Exercise instructions: Copy out the data in full, keeping each line exactly as it reads.

Dataset entries:
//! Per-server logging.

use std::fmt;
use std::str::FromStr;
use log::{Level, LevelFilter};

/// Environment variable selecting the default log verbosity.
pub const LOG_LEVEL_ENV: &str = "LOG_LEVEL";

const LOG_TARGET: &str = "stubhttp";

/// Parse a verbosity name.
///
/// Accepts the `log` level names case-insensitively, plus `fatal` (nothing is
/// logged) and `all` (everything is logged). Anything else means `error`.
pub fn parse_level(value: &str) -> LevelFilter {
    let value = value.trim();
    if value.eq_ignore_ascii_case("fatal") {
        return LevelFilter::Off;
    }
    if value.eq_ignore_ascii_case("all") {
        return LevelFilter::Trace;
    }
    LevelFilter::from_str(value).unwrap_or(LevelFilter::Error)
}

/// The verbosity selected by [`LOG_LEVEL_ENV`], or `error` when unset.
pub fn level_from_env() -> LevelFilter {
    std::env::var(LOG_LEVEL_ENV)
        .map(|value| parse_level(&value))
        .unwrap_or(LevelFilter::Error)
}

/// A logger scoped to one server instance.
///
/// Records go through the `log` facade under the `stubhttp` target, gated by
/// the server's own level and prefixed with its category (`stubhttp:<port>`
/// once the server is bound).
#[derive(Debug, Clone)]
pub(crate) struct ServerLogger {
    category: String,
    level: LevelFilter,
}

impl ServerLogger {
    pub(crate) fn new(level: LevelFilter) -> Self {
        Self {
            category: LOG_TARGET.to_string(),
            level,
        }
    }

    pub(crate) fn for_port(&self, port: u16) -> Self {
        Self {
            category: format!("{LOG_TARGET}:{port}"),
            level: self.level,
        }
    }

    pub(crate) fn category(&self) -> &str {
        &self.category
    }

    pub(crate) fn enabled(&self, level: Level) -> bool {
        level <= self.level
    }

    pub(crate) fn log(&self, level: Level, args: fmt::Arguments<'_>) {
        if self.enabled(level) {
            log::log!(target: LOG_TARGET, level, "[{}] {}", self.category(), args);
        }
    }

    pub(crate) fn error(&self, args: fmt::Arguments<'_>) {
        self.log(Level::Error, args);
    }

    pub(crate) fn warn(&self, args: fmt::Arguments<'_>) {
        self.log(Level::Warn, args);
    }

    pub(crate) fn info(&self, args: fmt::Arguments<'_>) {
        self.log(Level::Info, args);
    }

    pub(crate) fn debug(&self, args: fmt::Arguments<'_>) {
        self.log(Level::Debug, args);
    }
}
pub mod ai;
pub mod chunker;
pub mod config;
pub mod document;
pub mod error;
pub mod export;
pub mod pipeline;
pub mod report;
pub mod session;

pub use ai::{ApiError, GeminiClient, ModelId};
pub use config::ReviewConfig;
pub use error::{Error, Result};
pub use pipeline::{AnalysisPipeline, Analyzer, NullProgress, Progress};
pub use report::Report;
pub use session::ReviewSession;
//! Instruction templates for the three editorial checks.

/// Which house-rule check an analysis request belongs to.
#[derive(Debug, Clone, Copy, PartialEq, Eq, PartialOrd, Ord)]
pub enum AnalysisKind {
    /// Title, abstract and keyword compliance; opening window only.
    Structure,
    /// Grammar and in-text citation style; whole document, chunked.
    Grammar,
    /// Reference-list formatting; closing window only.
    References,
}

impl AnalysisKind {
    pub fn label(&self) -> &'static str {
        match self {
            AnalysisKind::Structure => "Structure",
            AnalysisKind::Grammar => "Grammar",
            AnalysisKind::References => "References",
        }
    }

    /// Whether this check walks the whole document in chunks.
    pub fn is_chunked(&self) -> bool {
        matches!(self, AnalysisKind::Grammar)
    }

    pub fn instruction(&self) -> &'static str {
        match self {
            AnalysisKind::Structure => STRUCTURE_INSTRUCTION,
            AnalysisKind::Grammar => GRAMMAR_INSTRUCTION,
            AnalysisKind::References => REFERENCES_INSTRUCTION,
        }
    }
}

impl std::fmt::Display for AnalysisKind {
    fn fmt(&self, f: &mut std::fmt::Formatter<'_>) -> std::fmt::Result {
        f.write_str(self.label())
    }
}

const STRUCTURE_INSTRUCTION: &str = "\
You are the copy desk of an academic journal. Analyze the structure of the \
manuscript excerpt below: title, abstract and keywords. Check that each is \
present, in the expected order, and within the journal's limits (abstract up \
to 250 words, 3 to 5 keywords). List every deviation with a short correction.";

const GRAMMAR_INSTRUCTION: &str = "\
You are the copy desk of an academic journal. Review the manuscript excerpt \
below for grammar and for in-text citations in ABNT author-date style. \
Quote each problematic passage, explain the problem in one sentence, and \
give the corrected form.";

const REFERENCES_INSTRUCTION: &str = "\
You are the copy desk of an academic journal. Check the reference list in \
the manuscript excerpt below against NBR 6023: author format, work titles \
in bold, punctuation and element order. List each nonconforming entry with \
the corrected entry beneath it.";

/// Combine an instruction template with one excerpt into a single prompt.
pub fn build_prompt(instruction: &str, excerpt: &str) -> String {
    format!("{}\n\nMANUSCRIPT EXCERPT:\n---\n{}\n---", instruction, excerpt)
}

Worked solution:
//! Per-server logging.

use std::fmt;
use std::str::FromStr;
use log::{Level, LevelFilter};

/// Environment variable selecting the default log verbosity.
pub const LOG_LEVEL_ENV: &str = "LOG_LEVEL";

const LOG_TARGET: &str = "stubhttp";

/// Parse a verbosity name.
///
/// Accepts the `log` level names case-insensitively, plus `fatal` (nothing is
/// logged) and `all` (everything is logged). Anything else means `error`.
pub fn parse_level(value: &str) -> LevelFilter {
    let value = value.trim();
    if value.eq_ignore_ascii_case("fatal") {
        return LevelFilter::Off;
    }
    if value.eq_ignore_ascii_case("all") {
        return LevelFilter::Trace;
    }
    LevelFilter::from_str(value).unwrap_or(LevelFilter::Error)
}

/// The verbosity selected by [`LOG_LEVEL_ENV`], or `error` when unset.
pub fn level_from_env() -> LevelFilter {
    std::env::var(LOG_LEVEL_ENV)
        .map(|value| parse_level(&value))
        .unwrap_or(LevelFilter::Error)
}

/// A logger scoped to one server instance.
///
/// Records go through the `log` facade under the `stubhttp` target, gated by
/// the server's own level and prefixed with its category (`stubhttp:<port>`
/// once the server is bound).
#[derive(Debug, Clone)]
pub(crate) struct ServerLogger {
    category: String,
    level: LevelFilter,
}

impl ServerLogger {
    pub(crate) fn new(level: LevelFilter) -> Self {
        Self {
            category: LOG_TARGET.to_string(),
            level,
        }
    }

    pub(crate) fn for_port(&self, port: u16) -> Self {
        Self {
            category: format!("{LOG_TARGET}:{port}"),
            level: self.level,
        }
    }

    pub(crate) fn category(&self) -> &str {
        &self.category
    }

    pub(crate) fn enabled(&self, level: Level) -> bool {
        level <= self.level
    }

    pub(crate) fn log(&self, level: Level, args: fmt::Arguments<'_>) {
        if self.enabled(level) {
            log::log!(target: LOG_TARGET, level, "[{}] {}", self.category(), args);
        }
    }

    pub(crate) fn error(&self, args: fmt::Arguments<'_>) {
        self.log(Level::Error, args);
    }

    pub(crate) fn warn(&self, args: fmt::Arguments<'_>) {
        self.log(Level::Warn, args);
    }

    pub(crate) fn info(&self, args: fmt::Arguments<'_>) {
        self.log(Level::Info, args);
    }

    pub(crate) fn debug(&self, args: fmt::Arguments<'_>) {
        self.log(Level::Debug, args);
    }
}
pub mod ai;
pub mod chunker;
pub mod config;
pub mod document;
pub mod error;
pub mod export;
pub mod pipeline;
pub mod report;
pub mod session;

pub use ai::{ApiError, GeminiClient, ModelId};
pub use config::ReviewConfig;
pub use error::{Error, Result};
pub use pipeline::{AnalysisPipeline, Analyzer, NullProgress, Progress};
pub use report::Report;
pub use session::ReviewSession;
//! Instruction templates for the three editorial checks.

/// Which house-rule check an analysis request belongs to.
#[derive(Debug, Clone, Copy, PartialEq, Eq, PartialOrd, Ord)]
pub enum AnalysisKind {
    /// Title, abstract and keyword compliance; opening window only.
    Structure,
    /// Grammar and in-text citation style; whole document, chunked.
    Grammar,
    /// Reference-list formatting; closing window only.
    References,
}

impl AnalysisKind {
    pub fn label(&self) -> &'static str {
        match self {
            AnalysisKind::Structure => "Structure",
            AnalysisKind::Grammar => "Grammar",
            AnalysisKind::References => "References",
        }
    }

    /// Whether this check walks the whole document in chunks.
    pub fn is_chunked(&self) -> bool {
        matches!(self, AnalysisKind::Grammar)
    }

    pub fn instruction(&self) -> &'static str {
        match self {
            AnalysisKind::Structure => STRUCTURE_INSTRUCTION,
            AnalysisKind::Grammar => GRAMMAR_INSTRUCTION,
            AnalysisKind::References => REFERENCES_INSTRUCTION,
        }
    }
}

impl std::fmt::Display for AnalysisKind {
    fn fmt(&self, f: &mut std::fmt::Formatter<'_>) -> std::fmt::Result {
        f.write_str(self.label())
    }
}

const STRUCTURE_INSTRUCTION: &str = "\
You are the copy desk of an academic journal. Analyze the structure of the \
manuscript excerpt below: title, abstract and keywords. Check that each is \
present, in the expected order, and within the journal's limits (abstract up \
to 250 words, 3 to 5 keywords). List every deviation with a short correction.";

const GRAMMAR_INSTRUCTION: &str = "\
You are the copy desk of an academic journal. Review the manuscript excerpt \
below for grammar and for in-text citations in ABNT author-date style. \
Quote each problematic passage, explain the problem in one sentence, and \
give the corrected form.";

const REFERENCES_INSTRUCTION: &str = "\
You are the copy desk of an academic journal. Check the reference list in \
the manuscript excerpt below against NBR 6023: author format, work titles \
in bold, punctuation and element order. List each nonconforming entry with \
the corrected entry beneath it.";

/// Combine an instruction template with one excerpt into a single prompt.
pub fn build_prompt(instruction: &str, excerpt: &str) -> String {
    format!("{}\n\nMANUSCRIPT EXCERPT:\n---\n{}\n---", instruction, excerpt)
}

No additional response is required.